Automation to extract informations from news in NY Times website.

Primary LanguagePythonMIT LicenseMIT

rpa-project-nytimes

Automation to extract informations from news in NY Times website.

Your challenge is to automate the process of extracting data from the news site. Link to the news site: www.nytimes.com

You must have 3 configured variables (you can save them in the configuration file, but it is better to put them to the Robocorp Cloud Work Items):

  • search phrase

  • news category or section

  • number of months for which you need to receive news

    Example of how this should work: 0 or 1 - only the current month, 2 - current and previous month, 3 - current and two previous months, and so on

The main steps:

  1. Open the site by following the link

  2. Enter a phrase in the search field

  3. On the result page, apply the following filters:

    • select a news category or section

      your automation should have the option to choose from none to any number of categories/sections. This should be specified via the config file or/and Robocorp Cloud Work Items

    • choose the latest (i.e., newest) news

  4. Get the values: title, date, and description.

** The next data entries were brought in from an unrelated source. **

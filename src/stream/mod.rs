//! Stream type for lazy, multi-result async computations
//!
//! A `Stream<T, E, Caps>` is the many-results sibling of [`Task`]: running it
//! yields an ordered sequence of [`Emission`]s, each a `Result<T, E>` tagged
//! with [`Progress`]. It shares the task contract: lazy, re-runnable, borrows
//! its capabilities and cancel token for one run only.
//!
//! # Failure Is Not Termination
//!
//! A producer may emit a failure and keep going. A consumer that drives the
//! stream directly sees every emission, failures included:
//!
//! ```
//! use undertow::{Emission, Progress, Stream};
//!
//! # tokio_test::block_on(async {
//! let stream = Stream::<_, _, ()>::from_emissions(vec![
//!     Emission::success("first", Progress::none()),
//!     Emission::failure("middle", Progress::none()),
//!     Emission::success("last", Progress::none()),
//! ]);
//!
//! let emissions = stream.collect(&(), None).await;
//! assert_eq!(emissions.len(), 3);
//! # });
//! ```
//!
//! `flat_map` and `or_else` are the exception: each stops pulling its source at
//! the first failure it observes.
//!
//! # Producing Emissions
//!
//! [`Stream::create`] takes any `futures::Stream`. [`Stream::channel`] is the
//! imperative alternative: the producer pushes emissions through an
//! [`Emitter`] and is suspended while the consumer is behind.
//!
//! ```
//! use undertow::{Progress, Stream};
//!
//! # tokio_test::block_on(async {
//! let countdown = Stream::<u32, String, ()>::channel(|_, _, mut emitter| {
//!     Box::pin(async move {
//!         for n in (1..=3).rev() {
//!             if emitter.success(n, Progress::new(4 - n as u64, 3)).await.is_err() {
//!                 return;
//!             }
//!         }
//!     })
//! });
//!
//! assert_eq!(countdown.to_task().run(&(), None).await, Ok(1));
//! # });
//! ```

mod channel;

use std::convert::Infallible;
use std::sync::Arc;

use futures::StreamExt;

use crate::cancel::CancelToken;
use crate::progress::{Emission, Progress};
use crate::task::Task;
use crate::{BoxFuture, BoxStream};

pub use channel::{Emitter, EmitterClosed};

/// Initializer shared by every run of a stream.
type StreamFn<T, E, Caps> = dyn for<'a> Fn(&'a Caps, Option<&'a CancelToken>) -> BoxStream<'a, Emission<T, E>>
    + Send
    + Sync;

/// A lazy, re-runnable, multi-result async computation.
///
/// # Type Parameters
///
/// * `T` - The type of each success value
/// * `E` - The type of each error value (defaults to `std::convert::Infallible`)
/// * `Caps` - The capability value the stream needs (defaults to `()`)
pub struct Stream<T, E = Infallible, Caps = ()> {
    init: Arc<StreamFn<T, E, Caps>>,
}

impl<T, E, Caps> Clone for Stream<T, E, Caps> {
    fn clone(&self) -> Self {
        Stream {
            init: Arc::clone(&self.init),
        }
    }
}

impl<T, E, Caps> std::fmt::Debug for Stream<T, E, Caps> {
    fn fmt(&self, f: &mut std::fmt::Formatter<'_>) -> std::fmt::Result {
        f.debug_struct("Stream")
            .field("init", &"<function>")
            .finish()
    }
}

impl<T, E, Caps> Stream<T, E, Caps>
where
    T: Send + 'static,
    E: Send + 'static,
    Caps: Sync + 'static,
{
    /// Wrap an initializer that produces a `futures::Stream` of emissions.
    pub fn create<F>(init: F) -> Self
    where
        F: for<'a> Fn(&'a Caps, Option<&'a CancelToken>) -> BoxStream<'a, Emission<T, E>>
            + Send
            + Sync
            + 'static,
    {
        Stream {
            init: Arc::new(init),
        }
    }

    /// A stream with one successful emission tagged `{ current: 1, total: 1 }`.
    pub fn constant(value: T) -> Self
    where
        T: Clone + Sync,
    {
        Self::create(move |_, _| {
            let emission = Emission::success(value.clone(), Progress::single());
            futures::stream::once(futures::future::ready(emission)).boxed()
        })
    }

    /// A stream with one failed emission tagged `{ current: 1, total: 1 }`.
    pub fn never(error: E) -> Self
    where
        E: Clone + Sync,
    {
        Self::create(move |_, _| {
            let emission = Emission::failure(error.clone(), Progress::single());
            futures::stream::once(futures::future::ready(emission)).boxed()
        })
    }

    /// A stream replaying a fixed list of emissions.
    pub fn from_emissions(emissions: Vec<Emission<T, E>>) -> Self
    where
        T: Clone + Sync,
        E: Clone + Sync,
    {
        Self::create(move |_, _| futures::stream::iter(emissions.clone()).boxed())
    }

    /// Build a stream from a producer that pushes into an [`Emitter`].
    ///
    /// The emitter is backed by a bounded channel, so `emit` waits while the
    /// consumer is behind. Emissions reach the consumer in the order they were
    /// sent. The run ends when the producer future completes; dropping the
    /// consumer drops the producer.
    pub fn channel<P>(producer: P) -> Self
    where
        P: for<'a> Fn(&'a Caps, Option<&'a CancelToken>, Emitter<T, E>) -> BoxFuture<'a, ()>
            + Send
            + Sync
            + 'static,
    {
        Self::create(move |caps, cancel| {
            let (emitter, receiver) = channel::bounded();
            let driver = producer(caps, cancel, emitter);
            channel::drive(driver, receiver)
        })
    }

    /// Run the stream.
    ///
    /// Emissions are produced lazily as the returned stream is polled.
    /// Dropping it before exhaustion stops the run.
    pub fn run<'a>(
        &self,
        caps: &'a Caps,
        cancel: Option<&'a CancelToken>,
    ) -> BoxStream<'a, Emission<T, E>> {
        (self.init)(caps, cancel)
    }

    /// Run the stream to exhaustion and collect every emission.
    pub async fn collect(&self, caps: &Caps, cancel: Option<&CancelToken>) -> Vec<Emission<T, E>> {
        self.run(caps, cancel).collect().await
    }

    /// Transform each success value.
    ///
    /// Progress tags and failures pass through untouched.
    pub fn map<U, F>(self, f: F) -> Stream<U, E, Caps>
    where
        F: Fn(T) -> U + Send + Sync + 'static,
        U: Send + 'static,
    {
        let inner = self.init;
        let f = Arc::new(f);
        Stream::<U, E, Caps>::create(move |caps, cancel| {
            let f = Arc::clone(&f);
            inner(caps, cancel)
                .map(move |emission| emission.map(|value| f(value)))
                .boxed()
        })
    }

    /// Transform each error value.
    ///
    /// Progress tags and successes pass through untouched.
    pub fn map_err<E2, F>(self, f: F) -> Stream<T, E2, Caps>
    where
        F: Fn(E) -> E2 + Send + Sync + 'static,
        E2: Send + 'static,
    {
        let inner = self.init;
        let f = Arc::new(f);
        Stream::<T, E2, Caps>::create(move |caps, cancel| {
            let f = Arc::clone(&f);
            inner(caps, cancel)
                .map(move |emission| emission.map_err(|error| f(error)))
                .boxed()
        })
    }

    /// Splice a sub-stream in place of each success.
    ///
    /// For every successful emission, `f` builds a stream which is drained in
    /// full before the next source emission is pulled. The first failed
    /// source emission is passed on once, with its progress tag, and the
    /// source is not pulled again; `f` is never called for a failure.
    ///
    /// # Examples
    ///
    /// ```
    /// use undertow::{Emission, Progress, Stream};
    ///
    /// # tokio_test::block_on(async {
    /// let pages = Stream::<_, String, ()>::from_emissions(vec![
    ///     Emission::success(1, Progress::new(1, 2)),
    ///     Emission::success(2, Progress::new(2, 2)),
    /// ]);
    ///
    /// let rows = pages.flat_map(|page| {
    ///     Stream::from_emissions(vec![
    ///         Emission::success(page * 10, Progress::none()),
    ///         Emission::success(page * 10 + 1, Progress::none()),
    ///     ])
    /// });
    ///
    /// let values: Vec<_> = rows
    ///     .collect(&(), None)
    ///     .await
    ///     .into_iter()
    ///     .map(|e| e.result)
    ///     .collect();
    /// assert_eq!(values, vec![Ok(10), Ok(11), Ok(20), Ok(21)]);
    /// # });
    /// ```
    pub fn flat_map<U, F>(self, f: F) -> Stream<U, E, Caps>
    where
        F: Fn(T) -> Stream<U, E, Caps> + Send + Sync + 'static,
        U: Send + 'static,
    {
        let inner = self.init;
        let f = Arc::new(f);
        Stream::<U, E, Caps>::create(move |caps, cancel| {
            let f = Arc::clone(&f);
            let current: Option<BoxStream<'_, Emission<U, E>>> = None;
            let state = (Some(inner(caps, cancel)), current);

            futures::stream::unfold(state, move |(mut source, mut current)| {
                let f = Arc::clone(&f);
                async move {
                    loop {
                        if let Some(sub) = current.as_mut() {
                            match sub.next().await {
                                Some(emission) => return Some((emission, (source, current))),
                                None => current = None,
                            }
                        }

                        let upstream = source.as_mut()?;
                        match upstream.next().await? {
                            Emission {
                                result: Ok(value), ..
                            } => current = Some(f(value).run(caps, cancel)),
                            Emission {
                                result: Err(error),
                                progress,
                            } => {
                                return Some((Emission::failure(error, progress), (None, None)));
                            }
                        }
                    }
                }
            })
            .boxed()
        })
    }

    /// Recover from the first failure with another stream.
    ///
    /// Successes before the first failure pass through. At the first failure,
    /// `f` builds a recovery stream whose emissions are spliced in, and the
    /// source is not pulled again.
    pub fn or_else<E2, F>(self, f: F) -> Stream<T, E2, Caps>
    where
        F: Fn(E) -> Stream<T, E2, Caps> + Send + Sync + 'static,
        E2: Send + 'static,
    {
        let inner = self.init;
        let f = Arc::new(f);
        Stream::<T, E2, Caps>::create(move |caps, cancel| {
            let f = Arc::clone(&f);
            let recovery: Option<BoxStream<'_, Emission<T, E2>>> = None;
            let state = (Some(inner(caps, cancel)), recovery);

            futures::stream::unfold(state, move |(mut source, mut recovery)| {
                let f = Arc::clone(&f);
                async move {
                    if let Some(rest) = recovery.as_mut() {
                        let emission = rest.next().await?;
                        return Some((emission, (None, recovery)));
                    }

                    let upstream = source.as_mut()?;
                    match upstream.next().await? {
                        Emission {
                            result: Ok(value),
                            progress,
                        } => Some((Emission::success(value, progress), (source, None))),
                        Emission {
                            result: Err(error), ..
                        } => {
                            let mut rest = f(error).run(caps, cancel);
                            let emission = rest.next().await?;
                            Some((emission, (None, Some(rest))))
                        }
                    }
                }
            })
            .boxed()
        })
    }

    /// Convert each failure into a success in place, keeping its progress tag.
    ///
    /// The resulting stream cannot emit failures.
    pub fn or_else_map<F>(self, f: F) -> Stream<T, Infallible, Caps>
    where
        F: Fn(E) -> T + Send + Sync + 'static,
    {
        let inner = self.init;
        let f = Arc::new(f);
        Stream::<T, Infallible, Caps>::create(move |caps, cancel| {
            let f = Arc::clone(&f);
            inner(caps, cancel)
                .map(move |Emission { result, progress }| {
                    let value = match result {
                        Ok(value) => value,
                        Err(error) => f(error),
                    };
                    Emission::success(value, progress)
                })
                .boxed()
        })
    }

    /// Run this stream inside a larger capability value.
    ///
    /// `project` picks the part of `Full` this stream needs.
    pub fn with_caps<Full, P>(self, project: P) -> Stream<T, E, Full>
    where
        P: for<'a> Fn(&'a Full) -> &'a Caps + Send + Sync + 'static,
        Full: Sync + 'static,
    {
        let inner = self.init;
        Stream::<T, E, Full>::create(move |full, cancel| inner(project(full), cancel))
    }

    /// Drain the stream and resolve to its last emission's result.
    ///
    /// # Panics
    ///
    /// Running the returned task panics if the stream ends without emitting
    /// anything. An empty stream breaks the producer's contract; it is not an
    /// `E`.
    pub fn to_task(self) -> Task<T, E, Caps> {
        let inner = self.init;
        Task::<T, E, Caps>::create(move |caps, cancel| {
            let emissions = inner(caps, cancel);
            Box::pin(async move {
                let last = emissions
                    .fold(None, |_, emission| futures::future::ready(Some(emission)))
                    .await;
                match last {
                    Some(emission) => emission.result,
                    None => {
                        tracing::error!("stream converted to task completed without emitting");
                        panic!("stream completed without emitting a result");
                    }
                }
            })
        })
    }
}

impl<T, Caps> Stream<T, Infallible, Caps>
where
    T: Send + 'static,
    Caps: Sync + 'static,
{
    /// Give an infallible stream any error type.
    pub fn widen_err<E>(self) -> Stream<T, E, Caps>
    where
        E: Send + 'static,
    {
        self.map_err(|never| match never {})
    }
}

#[cfg(test)]
mod tests;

  5. Store in an Excel file:

    • title
    • date
    • description (if available)
    • picture filename
    • count of search phrases in the title and description
    • True or False, depending on whether the title or description contains any amount of money

    Possible formats: $11.1 | $111,111.11 | 11 dollars | 11 USD

  6. Download the news picture and specify the file name in the Excel file

  7. Follow steps 4-6 for all news that falls within the required time period

Project structure

The project is divided in three folders:

  • config: configuration files;
  • outputs: output folders generated using current datetime for unique folders and containing the Excel file, a log file and the images folder with all images downloaded;
  • src: folder containing all scripts

Libraries

Main libraries used in this project (also available in requirements.txt):

  • openpyxl==3.1.2
  • pandas==2.0.2
  • selenium==4.9.1
  • tqdm==4.65.0
  • urllib3==2.0.2
  • webdriver-manager==3.8.6

Python version: 3.11

Configuration file

The config.ini file is located in the config folder and contains all the configuration parameters divided by section:

  • website_parameters: URLs, xpaths, ids and parameters related to the website http://www.nytimes.com;
  • input_parameters: the configured variables by user:
    • search phrase: must be separated by space;
    • news category or section: must be a list, eg: [Books,Fashion,Movies,Opinion,U.S.];
    • number of months for which you need to receive news: must be an integer
  • browser_parameters: basically the chrome version;
  • general_parameters: folders path, time to wait on clicks and regex structures

Future improvements

  • Generate an .exe file to be more user-friendly with a Tkinter Interface;
  • Use Docker to ensure functional application in other environments;
  • Improve exception handling in code to avoid robot crashes.